> _ABOUT THIS TASK_
The task calls for the count of lines containing "LeaseServerConfig" in these records, given as a number with no other words.

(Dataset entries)
----

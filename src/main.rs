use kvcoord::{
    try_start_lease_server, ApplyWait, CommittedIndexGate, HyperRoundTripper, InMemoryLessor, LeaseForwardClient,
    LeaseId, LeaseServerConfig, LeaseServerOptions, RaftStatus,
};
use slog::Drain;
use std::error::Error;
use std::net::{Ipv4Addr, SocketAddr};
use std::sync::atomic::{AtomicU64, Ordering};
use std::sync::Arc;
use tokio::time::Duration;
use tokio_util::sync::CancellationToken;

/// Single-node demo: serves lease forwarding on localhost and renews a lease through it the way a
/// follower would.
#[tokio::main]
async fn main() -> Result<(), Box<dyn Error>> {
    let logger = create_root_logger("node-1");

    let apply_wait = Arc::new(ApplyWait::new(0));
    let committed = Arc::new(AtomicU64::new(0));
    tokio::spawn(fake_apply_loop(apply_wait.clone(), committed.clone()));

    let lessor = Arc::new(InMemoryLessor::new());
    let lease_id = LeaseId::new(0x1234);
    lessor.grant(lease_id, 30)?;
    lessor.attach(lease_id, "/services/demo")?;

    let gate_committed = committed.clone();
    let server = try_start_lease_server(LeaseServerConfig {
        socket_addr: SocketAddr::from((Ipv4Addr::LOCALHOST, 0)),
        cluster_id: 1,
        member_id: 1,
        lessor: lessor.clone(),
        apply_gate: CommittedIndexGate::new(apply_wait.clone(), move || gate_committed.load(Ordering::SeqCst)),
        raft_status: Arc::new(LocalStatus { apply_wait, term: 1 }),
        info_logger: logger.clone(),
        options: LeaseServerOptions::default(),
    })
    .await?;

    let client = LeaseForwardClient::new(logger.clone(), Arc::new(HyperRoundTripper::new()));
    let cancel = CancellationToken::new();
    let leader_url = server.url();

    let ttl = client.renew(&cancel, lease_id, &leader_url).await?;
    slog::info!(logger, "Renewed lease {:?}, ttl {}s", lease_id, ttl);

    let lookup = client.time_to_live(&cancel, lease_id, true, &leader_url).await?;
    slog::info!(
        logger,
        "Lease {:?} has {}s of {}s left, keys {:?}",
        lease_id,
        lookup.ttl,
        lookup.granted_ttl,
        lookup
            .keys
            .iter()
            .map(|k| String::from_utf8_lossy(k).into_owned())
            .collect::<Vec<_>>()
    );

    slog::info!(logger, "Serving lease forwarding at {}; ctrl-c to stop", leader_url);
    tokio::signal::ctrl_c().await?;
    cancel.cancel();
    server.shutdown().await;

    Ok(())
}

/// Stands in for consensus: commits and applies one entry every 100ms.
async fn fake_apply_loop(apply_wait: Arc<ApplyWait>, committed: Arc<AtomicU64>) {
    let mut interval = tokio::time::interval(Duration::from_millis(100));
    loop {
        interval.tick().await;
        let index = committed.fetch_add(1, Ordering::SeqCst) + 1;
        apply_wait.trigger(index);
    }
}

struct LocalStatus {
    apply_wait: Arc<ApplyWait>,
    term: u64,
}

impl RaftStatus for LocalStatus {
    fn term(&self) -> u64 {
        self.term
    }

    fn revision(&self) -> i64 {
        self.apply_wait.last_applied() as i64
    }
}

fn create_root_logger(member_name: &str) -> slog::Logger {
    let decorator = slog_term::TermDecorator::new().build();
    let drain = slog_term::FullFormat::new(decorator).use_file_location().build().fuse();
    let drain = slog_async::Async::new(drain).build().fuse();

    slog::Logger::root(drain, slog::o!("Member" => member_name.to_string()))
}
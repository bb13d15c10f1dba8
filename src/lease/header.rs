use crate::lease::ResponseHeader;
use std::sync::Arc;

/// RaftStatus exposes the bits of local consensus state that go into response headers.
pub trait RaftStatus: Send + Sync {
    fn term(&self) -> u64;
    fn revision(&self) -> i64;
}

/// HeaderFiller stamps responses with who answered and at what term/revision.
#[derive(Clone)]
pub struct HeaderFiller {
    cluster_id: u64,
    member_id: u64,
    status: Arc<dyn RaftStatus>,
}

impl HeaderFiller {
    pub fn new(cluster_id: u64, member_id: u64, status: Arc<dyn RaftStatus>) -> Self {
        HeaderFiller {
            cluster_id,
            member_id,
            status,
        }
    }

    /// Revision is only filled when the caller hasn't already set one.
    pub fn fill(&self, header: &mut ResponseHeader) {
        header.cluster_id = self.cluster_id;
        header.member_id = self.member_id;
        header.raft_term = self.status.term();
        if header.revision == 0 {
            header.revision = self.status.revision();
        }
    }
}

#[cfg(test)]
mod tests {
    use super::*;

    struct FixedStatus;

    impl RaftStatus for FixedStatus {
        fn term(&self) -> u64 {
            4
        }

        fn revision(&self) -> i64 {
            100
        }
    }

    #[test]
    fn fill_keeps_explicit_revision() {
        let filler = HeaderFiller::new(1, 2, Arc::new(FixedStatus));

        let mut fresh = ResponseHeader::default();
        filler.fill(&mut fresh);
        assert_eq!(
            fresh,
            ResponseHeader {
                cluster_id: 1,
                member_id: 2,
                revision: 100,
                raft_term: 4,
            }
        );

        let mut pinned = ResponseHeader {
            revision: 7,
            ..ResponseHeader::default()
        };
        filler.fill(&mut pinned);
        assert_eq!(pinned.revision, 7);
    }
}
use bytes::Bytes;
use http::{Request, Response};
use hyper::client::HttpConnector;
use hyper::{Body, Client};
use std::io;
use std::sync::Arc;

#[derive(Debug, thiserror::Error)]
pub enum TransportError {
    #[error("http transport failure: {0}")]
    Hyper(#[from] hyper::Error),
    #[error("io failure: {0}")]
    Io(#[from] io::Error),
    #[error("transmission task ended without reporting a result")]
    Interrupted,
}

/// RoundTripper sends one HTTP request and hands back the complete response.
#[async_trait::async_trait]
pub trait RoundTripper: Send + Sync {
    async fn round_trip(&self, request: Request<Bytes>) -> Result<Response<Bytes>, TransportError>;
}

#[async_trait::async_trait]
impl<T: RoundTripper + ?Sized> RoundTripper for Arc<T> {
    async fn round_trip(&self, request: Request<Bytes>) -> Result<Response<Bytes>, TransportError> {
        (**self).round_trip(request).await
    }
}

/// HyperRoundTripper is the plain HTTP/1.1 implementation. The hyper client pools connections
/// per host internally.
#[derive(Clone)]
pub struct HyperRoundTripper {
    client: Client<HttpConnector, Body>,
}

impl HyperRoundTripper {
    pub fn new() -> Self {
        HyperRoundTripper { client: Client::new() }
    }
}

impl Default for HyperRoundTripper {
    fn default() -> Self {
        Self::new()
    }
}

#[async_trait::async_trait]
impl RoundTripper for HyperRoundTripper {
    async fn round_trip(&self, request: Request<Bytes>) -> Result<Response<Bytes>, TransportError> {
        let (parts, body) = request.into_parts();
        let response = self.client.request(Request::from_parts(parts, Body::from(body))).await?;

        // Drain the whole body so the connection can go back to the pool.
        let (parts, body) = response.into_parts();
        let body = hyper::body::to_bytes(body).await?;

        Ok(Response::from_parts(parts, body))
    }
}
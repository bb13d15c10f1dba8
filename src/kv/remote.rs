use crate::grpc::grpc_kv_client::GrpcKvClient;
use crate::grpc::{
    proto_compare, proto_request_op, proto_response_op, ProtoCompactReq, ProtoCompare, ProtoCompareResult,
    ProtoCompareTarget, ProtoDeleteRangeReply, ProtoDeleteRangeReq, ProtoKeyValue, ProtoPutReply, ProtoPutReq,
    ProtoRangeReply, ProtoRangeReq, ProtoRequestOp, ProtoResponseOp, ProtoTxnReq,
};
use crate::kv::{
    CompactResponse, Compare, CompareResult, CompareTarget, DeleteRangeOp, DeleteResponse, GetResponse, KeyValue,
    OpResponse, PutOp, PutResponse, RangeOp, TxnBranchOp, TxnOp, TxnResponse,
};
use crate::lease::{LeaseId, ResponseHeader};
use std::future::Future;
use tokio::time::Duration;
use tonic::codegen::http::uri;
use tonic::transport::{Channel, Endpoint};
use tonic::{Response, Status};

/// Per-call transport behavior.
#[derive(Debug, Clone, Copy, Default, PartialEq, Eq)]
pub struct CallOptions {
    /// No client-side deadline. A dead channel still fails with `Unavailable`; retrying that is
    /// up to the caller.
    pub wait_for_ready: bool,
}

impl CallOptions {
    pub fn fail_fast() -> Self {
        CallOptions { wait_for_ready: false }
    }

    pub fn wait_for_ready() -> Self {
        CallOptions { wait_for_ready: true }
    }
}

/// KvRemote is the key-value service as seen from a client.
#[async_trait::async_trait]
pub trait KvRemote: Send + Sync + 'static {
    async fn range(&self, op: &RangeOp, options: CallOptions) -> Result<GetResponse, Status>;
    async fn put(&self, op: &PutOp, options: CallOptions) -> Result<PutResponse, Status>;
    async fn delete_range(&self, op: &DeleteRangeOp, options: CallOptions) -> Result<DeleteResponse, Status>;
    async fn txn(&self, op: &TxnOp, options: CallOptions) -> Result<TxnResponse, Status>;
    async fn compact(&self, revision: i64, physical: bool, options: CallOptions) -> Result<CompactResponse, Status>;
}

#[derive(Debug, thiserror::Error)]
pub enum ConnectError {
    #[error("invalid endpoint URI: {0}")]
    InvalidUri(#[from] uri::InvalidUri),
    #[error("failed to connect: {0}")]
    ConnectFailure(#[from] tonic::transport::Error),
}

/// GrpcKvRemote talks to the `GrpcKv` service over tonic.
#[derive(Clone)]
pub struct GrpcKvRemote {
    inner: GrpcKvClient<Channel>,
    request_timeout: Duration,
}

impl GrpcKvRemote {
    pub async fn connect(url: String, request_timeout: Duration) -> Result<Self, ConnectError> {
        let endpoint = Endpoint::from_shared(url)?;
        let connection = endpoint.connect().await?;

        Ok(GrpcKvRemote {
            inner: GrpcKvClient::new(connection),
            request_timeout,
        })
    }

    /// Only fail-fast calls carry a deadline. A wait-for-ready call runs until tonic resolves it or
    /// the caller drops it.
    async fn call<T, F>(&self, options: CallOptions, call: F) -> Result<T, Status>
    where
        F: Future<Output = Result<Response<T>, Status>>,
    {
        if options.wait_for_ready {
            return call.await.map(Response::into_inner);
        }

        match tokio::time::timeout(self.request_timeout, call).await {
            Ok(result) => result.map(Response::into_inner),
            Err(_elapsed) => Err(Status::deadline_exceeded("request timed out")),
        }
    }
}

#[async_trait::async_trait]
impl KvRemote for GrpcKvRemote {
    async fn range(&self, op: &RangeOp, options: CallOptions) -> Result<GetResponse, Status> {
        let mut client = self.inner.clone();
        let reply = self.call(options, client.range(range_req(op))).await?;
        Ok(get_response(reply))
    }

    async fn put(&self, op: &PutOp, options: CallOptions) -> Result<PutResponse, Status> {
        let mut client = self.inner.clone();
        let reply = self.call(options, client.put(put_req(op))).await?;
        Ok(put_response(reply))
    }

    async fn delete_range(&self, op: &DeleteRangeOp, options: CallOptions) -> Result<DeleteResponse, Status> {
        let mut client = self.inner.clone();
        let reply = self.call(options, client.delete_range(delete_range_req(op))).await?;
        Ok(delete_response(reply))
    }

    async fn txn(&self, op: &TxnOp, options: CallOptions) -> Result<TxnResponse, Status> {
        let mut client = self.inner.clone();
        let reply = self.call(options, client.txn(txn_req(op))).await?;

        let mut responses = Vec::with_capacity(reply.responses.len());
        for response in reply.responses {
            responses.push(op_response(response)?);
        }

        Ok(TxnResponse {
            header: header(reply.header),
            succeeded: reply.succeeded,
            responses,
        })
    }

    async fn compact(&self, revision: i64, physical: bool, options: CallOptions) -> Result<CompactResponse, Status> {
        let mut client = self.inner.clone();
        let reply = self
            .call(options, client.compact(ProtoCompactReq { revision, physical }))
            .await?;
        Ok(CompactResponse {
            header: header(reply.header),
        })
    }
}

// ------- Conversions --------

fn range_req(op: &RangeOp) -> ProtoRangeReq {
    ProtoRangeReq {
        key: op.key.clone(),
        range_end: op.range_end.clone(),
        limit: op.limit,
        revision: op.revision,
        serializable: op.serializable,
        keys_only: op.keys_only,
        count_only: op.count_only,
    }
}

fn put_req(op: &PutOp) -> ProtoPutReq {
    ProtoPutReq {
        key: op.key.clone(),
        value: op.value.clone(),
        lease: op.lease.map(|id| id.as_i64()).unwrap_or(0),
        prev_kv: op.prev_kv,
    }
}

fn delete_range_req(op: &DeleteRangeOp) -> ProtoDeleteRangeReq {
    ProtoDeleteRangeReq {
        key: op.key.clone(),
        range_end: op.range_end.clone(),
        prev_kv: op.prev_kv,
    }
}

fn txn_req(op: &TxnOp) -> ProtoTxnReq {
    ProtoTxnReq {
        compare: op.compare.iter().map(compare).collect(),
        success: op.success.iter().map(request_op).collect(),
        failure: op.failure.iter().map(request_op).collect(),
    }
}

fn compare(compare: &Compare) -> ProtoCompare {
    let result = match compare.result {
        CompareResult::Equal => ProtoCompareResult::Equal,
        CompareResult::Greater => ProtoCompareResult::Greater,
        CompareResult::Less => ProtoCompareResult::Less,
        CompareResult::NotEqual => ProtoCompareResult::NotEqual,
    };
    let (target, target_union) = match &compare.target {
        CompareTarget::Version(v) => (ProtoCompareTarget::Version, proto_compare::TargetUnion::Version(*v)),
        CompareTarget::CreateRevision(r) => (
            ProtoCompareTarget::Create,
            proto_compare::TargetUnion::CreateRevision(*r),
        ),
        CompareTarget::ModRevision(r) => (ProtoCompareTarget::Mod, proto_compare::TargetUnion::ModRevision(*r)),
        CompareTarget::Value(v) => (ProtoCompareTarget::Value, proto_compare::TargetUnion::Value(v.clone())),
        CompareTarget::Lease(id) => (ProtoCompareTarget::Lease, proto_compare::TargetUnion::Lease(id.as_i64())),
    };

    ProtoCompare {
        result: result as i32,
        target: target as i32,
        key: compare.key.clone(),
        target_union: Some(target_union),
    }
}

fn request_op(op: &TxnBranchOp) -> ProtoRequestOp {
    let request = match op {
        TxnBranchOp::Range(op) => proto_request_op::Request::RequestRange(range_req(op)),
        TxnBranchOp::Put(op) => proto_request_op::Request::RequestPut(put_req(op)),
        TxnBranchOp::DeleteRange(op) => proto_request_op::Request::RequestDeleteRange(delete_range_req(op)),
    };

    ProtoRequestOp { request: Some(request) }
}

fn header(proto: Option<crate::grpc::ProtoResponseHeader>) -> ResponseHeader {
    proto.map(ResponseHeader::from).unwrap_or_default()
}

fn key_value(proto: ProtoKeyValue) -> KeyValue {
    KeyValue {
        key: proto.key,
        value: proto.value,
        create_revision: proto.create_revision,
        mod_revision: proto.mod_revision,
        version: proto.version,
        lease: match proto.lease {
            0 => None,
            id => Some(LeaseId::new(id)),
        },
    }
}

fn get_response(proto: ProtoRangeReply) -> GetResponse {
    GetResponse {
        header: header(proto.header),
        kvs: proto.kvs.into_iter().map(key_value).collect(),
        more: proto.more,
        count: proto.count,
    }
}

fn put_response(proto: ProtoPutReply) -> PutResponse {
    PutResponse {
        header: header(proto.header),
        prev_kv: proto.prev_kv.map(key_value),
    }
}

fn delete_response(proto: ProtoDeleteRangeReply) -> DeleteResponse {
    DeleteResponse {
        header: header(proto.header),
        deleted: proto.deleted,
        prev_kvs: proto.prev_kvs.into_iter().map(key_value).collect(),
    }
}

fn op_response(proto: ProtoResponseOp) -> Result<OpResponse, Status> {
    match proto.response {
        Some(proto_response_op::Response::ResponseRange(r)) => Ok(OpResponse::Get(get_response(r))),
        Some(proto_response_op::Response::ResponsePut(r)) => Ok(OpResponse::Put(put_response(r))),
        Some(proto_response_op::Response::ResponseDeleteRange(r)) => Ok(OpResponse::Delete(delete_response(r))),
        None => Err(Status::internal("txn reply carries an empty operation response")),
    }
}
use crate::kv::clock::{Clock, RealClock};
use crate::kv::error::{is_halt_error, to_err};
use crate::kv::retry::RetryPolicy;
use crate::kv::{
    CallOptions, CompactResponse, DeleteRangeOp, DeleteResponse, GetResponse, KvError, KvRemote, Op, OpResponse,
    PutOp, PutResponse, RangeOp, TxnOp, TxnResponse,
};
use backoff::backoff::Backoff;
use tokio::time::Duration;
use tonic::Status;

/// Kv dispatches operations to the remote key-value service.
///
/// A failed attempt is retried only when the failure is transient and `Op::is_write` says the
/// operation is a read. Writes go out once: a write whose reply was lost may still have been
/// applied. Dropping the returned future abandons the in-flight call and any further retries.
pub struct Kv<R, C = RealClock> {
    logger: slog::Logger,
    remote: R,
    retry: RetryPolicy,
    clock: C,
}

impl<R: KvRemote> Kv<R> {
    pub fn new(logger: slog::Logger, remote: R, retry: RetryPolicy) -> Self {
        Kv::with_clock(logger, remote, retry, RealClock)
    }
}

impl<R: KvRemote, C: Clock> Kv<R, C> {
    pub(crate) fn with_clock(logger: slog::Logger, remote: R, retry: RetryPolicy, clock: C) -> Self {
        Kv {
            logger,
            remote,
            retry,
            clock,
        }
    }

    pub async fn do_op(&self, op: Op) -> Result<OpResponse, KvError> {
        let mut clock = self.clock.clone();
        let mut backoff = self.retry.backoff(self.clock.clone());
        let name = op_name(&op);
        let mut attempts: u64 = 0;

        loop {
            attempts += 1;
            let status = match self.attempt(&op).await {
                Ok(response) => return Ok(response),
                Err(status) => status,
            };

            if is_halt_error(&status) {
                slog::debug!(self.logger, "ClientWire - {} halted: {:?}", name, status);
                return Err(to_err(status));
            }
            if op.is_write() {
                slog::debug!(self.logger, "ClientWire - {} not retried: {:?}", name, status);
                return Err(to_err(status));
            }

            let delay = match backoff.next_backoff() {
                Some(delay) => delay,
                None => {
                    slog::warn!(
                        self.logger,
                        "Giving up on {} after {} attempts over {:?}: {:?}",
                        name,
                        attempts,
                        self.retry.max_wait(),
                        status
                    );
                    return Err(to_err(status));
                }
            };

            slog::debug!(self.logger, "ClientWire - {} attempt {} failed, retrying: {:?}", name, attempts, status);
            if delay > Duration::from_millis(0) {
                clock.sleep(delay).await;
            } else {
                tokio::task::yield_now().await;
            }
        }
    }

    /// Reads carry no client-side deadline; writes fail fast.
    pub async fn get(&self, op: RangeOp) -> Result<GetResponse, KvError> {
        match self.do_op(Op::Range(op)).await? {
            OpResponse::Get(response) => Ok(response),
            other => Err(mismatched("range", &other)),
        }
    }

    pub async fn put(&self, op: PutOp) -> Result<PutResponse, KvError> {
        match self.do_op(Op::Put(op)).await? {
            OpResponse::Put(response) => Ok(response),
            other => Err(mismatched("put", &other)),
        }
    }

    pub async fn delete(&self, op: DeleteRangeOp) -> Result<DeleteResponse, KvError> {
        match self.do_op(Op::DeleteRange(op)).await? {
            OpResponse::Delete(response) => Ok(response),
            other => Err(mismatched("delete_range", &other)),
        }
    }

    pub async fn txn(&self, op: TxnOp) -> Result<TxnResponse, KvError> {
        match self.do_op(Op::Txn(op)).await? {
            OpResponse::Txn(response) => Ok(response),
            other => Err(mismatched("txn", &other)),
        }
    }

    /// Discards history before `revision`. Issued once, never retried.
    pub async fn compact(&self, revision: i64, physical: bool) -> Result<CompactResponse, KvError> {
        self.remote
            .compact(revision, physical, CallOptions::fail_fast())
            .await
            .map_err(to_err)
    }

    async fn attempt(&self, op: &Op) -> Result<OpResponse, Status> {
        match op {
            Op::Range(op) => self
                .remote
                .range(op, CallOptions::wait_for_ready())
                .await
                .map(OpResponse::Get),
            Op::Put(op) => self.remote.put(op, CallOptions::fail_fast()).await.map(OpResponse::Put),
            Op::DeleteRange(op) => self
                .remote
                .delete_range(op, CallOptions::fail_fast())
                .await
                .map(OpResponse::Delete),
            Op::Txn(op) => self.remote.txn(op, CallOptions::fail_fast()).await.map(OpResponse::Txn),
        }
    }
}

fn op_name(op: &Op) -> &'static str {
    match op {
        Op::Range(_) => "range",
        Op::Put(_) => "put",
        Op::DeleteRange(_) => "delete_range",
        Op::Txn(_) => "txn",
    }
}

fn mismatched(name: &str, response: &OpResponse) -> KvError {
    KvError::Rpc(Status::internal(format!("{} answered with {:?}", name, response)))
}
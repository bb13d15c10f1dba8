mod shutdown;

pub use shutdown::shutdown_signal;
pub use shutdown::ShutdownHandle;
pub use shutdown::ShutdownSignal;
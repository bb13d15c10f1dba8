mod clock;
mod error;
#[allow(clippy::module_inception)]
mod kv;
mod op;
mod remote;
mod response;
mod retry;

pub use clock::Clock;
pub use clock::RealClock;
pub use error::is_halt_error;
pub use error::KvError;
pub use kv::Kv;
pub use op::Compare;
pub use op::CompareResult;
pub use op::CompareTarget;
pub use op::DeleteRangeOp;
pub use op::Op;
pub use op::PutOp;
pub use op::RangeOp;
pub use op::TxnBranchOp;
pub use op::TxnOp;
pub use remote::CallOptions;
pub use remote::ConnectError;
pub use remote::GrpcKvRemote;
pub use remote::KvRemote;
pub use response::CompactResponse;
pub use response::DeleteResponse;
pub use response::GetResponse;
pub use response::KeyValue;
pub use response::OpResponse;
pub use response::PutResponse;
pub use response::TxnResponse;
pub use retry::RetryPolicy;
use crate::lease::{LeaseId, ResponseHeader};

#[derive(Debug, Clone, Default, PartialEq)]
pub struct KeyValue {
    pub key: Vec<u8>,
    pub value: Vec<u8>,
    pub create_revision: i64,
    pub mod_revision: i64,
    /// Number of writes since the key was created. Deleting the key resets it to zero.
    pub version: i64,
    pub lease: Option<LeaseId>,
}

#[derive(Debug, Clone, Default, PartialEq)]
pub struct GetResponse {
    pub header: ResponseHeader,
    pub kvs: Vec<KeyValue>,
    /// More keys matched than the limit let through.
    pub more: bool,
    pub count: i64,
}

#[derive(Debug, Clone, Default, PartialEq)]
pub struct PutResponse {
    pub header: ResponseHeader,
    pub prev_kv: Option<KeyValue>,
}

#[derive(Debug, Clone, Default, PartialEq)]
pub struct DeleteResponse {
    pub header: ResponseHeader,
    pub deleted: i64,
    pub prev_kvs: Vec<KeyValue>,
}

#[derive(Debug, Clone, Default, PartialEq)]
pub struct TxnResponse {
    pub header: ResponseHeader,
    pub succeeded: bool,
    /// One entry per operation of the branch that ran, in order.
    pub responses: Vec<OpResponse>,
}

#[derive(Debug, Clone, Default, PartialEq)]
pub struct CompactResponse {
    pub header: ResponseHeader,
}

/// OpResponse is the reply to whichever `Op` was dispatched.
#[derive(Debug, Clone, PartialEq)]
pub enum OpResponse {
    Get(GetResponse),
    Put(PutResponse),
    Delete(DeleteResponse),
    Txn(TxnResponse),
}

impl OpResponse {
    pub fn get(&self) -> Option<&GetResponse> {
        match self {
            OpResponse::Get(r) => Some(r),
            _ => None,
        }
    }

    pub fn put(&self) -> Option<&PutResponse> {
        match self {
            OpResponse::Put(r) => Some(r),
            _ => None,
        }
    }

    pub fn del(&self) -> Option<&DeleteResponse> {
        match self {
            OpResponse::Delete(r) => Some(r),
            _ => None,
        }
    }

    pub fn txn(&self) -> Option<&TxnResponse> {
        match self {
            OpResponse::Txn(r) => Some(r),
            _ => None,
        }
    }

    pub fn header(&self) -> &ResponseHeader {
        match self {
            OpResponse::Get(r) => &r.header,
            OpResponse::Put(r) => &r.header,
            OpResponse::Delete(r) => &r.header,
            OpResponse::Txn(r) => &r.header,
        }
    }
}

----

> _REPLY_
2